[Saved data entries]
-=-=-

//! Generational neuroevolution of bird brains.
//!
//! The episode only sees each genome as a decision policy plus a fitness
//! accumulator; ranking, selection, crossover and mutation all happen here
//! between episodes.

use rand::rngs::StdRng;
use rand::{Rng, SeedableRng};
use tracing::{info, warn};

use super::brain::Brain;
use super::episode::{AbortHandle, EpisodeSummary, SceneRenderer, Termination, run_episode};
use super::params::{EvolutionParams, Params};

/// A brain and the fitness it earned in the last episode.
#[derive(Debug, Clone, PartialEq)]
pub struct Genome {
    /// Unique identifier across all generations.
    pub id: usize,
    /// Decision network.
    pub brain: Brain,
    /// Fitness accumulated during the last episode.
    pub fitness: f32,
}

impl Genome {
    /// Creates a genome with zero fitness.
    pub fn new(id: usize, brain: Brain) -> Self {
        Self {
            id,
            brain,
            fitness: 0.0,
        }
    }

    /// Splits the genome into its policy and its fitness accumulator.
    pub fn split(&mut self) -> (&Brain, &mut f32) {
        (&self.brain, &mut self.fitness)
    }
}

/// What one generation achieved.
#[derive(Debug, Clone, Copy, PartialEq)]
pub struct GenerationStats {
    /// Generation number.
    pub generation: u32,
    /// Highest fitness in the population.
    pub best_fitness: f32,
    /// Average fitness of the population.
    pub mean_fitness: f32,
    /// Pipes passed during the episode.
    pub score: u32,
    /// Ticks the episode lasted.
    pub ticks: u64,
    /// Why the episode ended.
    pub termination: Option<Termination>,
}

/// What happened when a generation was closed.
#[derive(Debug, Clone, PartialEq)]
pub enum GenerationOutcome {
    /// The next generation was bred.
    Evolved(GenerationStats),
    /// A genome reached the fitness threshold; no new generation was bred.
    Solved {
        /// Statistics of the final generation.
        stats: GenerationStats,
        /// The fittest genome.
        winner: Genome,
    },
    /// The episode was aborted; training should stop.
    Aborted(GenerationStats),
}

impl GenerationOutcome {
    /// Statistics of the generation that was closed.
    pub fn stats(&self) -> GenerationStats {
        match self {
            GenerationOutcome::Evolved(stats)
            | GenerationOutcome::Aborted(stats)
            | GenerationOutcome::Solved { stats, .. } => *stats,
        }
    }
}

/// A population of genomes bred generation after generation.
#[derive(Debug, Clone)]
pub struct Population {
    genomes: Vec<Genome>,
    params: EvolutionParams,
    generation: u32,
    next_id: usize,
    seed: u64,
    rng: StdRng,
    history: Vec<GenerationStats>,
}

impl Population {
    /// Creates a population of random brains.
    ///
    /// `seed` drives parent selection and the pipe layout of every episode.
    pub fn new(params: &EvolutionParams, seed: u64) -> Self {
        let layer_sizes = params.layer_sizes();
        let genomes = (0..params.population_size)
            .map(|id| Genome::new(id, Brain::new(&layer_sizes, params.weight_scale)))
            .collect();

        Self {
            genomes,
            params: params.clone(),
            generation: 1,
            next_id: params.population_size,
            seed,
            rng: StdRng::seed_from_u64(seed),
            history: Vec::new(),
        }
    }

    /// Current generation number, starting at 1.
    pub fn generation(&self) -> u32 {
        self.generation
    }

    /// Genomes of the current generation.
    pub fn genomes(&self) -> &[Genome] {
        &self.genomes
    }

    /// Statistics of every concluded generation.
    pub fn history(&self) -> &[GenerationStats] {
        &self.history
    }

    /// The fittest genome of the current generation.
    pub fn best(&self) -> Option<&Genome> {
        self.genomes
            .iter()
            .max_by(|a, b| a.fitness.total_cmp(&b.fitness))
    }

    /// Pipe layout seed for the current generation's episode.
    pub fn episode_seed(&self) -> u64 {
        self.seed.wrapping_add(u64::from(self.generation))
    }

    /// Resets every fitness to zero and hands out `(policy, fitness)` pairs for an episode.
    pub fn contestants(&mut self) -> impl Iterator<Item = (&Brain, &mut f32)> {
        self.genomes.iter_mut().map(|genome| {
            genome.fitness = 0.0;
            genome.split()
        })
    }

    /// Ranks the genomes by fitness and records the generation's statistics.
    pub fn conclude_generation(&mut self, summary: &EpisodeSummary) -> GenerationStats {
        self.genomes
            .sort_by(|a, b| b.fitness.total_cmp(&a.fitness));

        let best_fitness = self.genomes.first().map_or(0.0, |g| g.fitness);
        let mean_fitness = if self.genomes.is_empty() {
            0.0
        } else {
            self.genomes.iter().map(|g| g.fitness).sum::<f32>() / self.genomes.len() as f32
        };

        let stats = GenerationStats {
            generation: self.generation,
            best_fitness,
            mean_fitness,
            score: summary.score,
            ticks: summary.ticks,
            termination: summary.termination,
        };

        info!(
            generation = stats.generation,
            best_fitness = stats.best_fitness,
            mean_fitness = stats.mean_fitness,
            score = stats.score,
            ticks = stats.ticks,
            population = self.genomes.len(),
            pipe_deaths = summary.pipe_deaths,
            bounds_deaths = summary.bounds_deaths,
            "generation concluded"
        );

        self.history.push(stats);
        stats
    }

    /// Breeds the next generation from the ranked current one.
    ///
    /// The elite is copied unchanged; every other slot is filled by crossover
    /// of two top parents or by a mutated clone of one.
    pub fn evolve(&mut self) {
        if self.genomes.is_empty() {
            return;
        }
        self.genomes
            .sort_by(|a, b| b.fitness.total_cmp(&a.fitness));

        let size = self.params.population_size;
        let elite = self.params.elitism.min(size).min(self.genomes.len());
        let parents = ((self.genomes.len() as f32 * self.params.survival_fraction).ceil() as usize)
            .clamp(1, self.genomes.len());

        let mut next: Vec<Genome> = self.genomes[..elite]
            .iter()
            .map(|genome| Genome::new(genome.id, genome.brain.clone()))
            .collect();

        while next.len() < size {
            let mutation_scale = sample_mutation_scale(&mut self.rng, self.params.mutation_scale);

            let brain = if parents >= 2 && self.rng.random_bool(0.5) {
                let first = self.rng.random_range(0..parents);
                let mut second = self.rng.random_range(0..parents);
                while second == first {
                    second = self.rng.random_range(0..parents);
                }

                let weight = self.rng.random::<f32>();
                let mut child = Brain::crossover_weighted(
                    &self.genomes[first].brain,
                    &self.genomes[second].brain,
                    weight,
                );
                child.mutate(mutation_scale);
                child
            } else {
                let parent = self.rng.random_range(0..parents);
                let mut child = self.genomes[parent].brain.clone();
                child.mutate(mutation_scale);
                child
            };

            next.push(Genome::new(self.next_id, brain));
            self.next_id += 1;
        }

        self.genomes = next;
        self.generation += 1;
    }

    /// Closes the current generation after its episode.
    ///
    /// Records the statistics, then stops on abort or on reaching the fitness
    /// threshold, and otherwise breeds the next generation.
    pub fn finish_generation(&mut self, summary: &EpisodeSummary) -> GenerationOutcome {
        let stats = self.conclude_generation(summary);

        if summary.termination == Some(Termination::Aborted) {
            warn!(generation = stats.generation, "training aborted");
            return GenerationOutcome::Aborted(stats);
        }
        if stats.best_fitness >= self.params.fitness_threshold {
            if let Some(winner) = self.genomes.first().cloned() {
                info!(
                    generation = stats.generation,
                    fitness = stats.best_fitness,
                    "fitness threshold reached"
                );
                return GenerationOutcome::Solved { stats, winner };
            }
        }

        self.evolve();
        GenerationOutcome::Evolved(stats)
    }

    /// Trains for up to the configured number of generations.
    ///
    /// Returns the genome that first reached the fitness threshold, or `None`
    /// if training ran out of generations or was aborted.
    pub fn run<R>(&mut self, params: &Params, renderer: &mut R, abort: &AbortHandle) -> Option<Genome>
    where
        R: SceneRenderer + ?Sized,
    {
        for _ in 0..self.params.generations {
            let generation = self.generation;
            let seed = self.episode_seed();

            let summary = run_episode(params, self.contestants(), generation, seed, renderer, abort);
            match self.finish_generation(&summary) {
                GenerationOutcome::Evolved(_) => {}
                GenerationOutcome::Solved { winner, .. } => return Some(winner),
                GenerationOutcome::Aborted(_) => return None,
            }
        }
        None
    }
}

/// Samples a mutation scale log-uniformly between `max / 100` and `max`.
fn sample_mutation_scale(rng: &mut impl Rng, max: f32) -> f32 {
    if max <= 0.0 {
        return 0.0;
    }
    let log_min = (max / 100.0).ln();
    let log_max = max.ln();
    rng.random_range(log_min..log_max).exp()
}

-=-=-

If a line contains the string "while", it counts toward the total; state that total for the records above and nothing more.

2